Jaime fez questão de visitar, explicar o projeto e convidar pessoalmente cada conselheiro e cada conselheira (até a doença agravar, nos seus últimos meses de vida, nunca abriu mão dessa tarefa). Daqui rumamos pra Goiânia, para convidar o arqueólogo Altair Sales Barbosa, nosso primeiro conselheiro. “O mais sabido de nóis,” segundo o Jaime.

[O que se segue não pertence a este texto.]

//! CLI entry point for ris-ldml.

use ris_ldml::cli;
use tracing_subscriber::EnvFilter;

fn main() {
    // WARN by default, RUST_LOG overrides
    tracing_subscriber::fmt()
        .with_env_filter(
            EnvFilter::try_from_default_env().unwrap_or_else(|_| EnvFilter::new("warn")),
        )
        .with_target(false)
        .with_writer(std::io::stderr)
        .init();

    if let Err(e) = cli::run() {
        eprintln!("Error: {e}");
        std::process::exit(1);
    }
}
//! Writers for literature records, shared by both literature kinds.

use super::common::{
    non_blank, non_blank_opt, write_classification, write_fundstellen, write_long_title,
    write_norm_references, write_notes, write_paragraphs, write_ris_list, write_ris_text,
};
use crate::convert::vocabulary::*;
use crate::error::Result;
use crate::model::{LiteratureContent, SliDocumentationUnitContent, UliDocumentationUnitContent};
use crate::skeleton::LdmlDocument;

/// Write an unselbständige Literatur record.
pub(crate) fn write_uli(
    document: &mut LdmlDocument,
    content: &UliDocumentationUnitContent,
) -> Result<()> {
    write_common(document, &content.literature)?;
    write_fundstellen(document, &content.fundstellen)
}

/// Write a selbständige Literatur record.
pub(crate) fn write_sli(
    document: &mut LdmlDocument,
    content: &SliDocumentationUnitContent,
) -> Result<()> {
    write_common(document, &content.literature)?;
    write_ris_list(
        document,
        HERAUSGEBER_LISTE,
        HERAUSGEBER,
        &non_blank(&content.herausgeber),
    )
}

fn write_common(document: &mut LdmlDocument, literature: &LiteratureContent) -> Result<()> {
    write_long_title(document, literature.hauptsachtitel.as_ref())?;

    let main_body = document.main_body();
    write_paragraphs(
        document.tree_mut(),
        main_body,
        HCONTAINER,
        NAME_KURZREFERAT,
        literature.kurzreferat.as_ref(),
    )?;

    let codes: Vec<String> = literature
        .dokumenttypen
        .iter()
        .map(|t| t.abbreviation.clone())
        .collect();
    write_classification(document, SOURCE_DOKTYP, &non_blank(&codes))?;
    write_notes(
        document,
        SOURCE_GESAMTFUSSNOTEN,
        &non_blank(&literature.gesamtfussnoten),
    )?;

    write_ris_list(
        document,
        VEROEFFENTLICHUNGSJAHRE,
        VEROEFFENTLICHUNGSJAHR,
        &non_blank(&literature.veroeffentlichungsjahre),
    )?;
    write_ris_text(
        document,
        HAUPTSACHTITEL_ZUSATZ,
        non_blank_opt(literature.hauptsachtitel_zusatz.as_ref()),
    )?;
    write_ris_text(
        document,
        DOKUMENTARISCHER_TITEL,
        non_blank_opt(literature.dokumentarischer_titel.as_ref()),
    )?;
    write_ris_list(document, VERFASSER_LISTE, VERFASSER, &non_blank(&literature.verfasser))?;

    write_norm_references(document, &literature.norm_references)
}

Trilhamos uma linda jornada. Em 80 meses, Jaime fez questão de decidir, mensalmente, o tema da capa e, quase sempre, escrever ele mesmo. Às vezes, ligava pra falar da ótima ideia que teve, às vezes sumia e, no dia certo, lá vinha o texto pronto, impecável.

Na sexta-feira, 9 de julho, quando preparávamos a Xapuri 81, pela primeira vez em sete anos, ele me pediu para cuidar de tudo. Foi uma conversa triste, ele estava agoniado com os rumos da doença e com a tragédia que o Brasil enfrentava. Não falamos em morte, mas eu sabia que era o fim.

Hoje, cá estamos nós, sem as capas do Jaime, sem as pautas do Jaime, sem o linguajar do Jaime, sem o jaimês da Xapuri, mas na labuta, firmes na resistência. Mês sim, mês sim de novo, como você sonhava, Jaiminho, carcamos porva e, enfim, chegamos à nossa edição número 100. E, depois da Xapuri 100, como era desejo seu, a gente segue esperneando.

Fica tranquilo, camarada, que por aqui tá tudo direitim.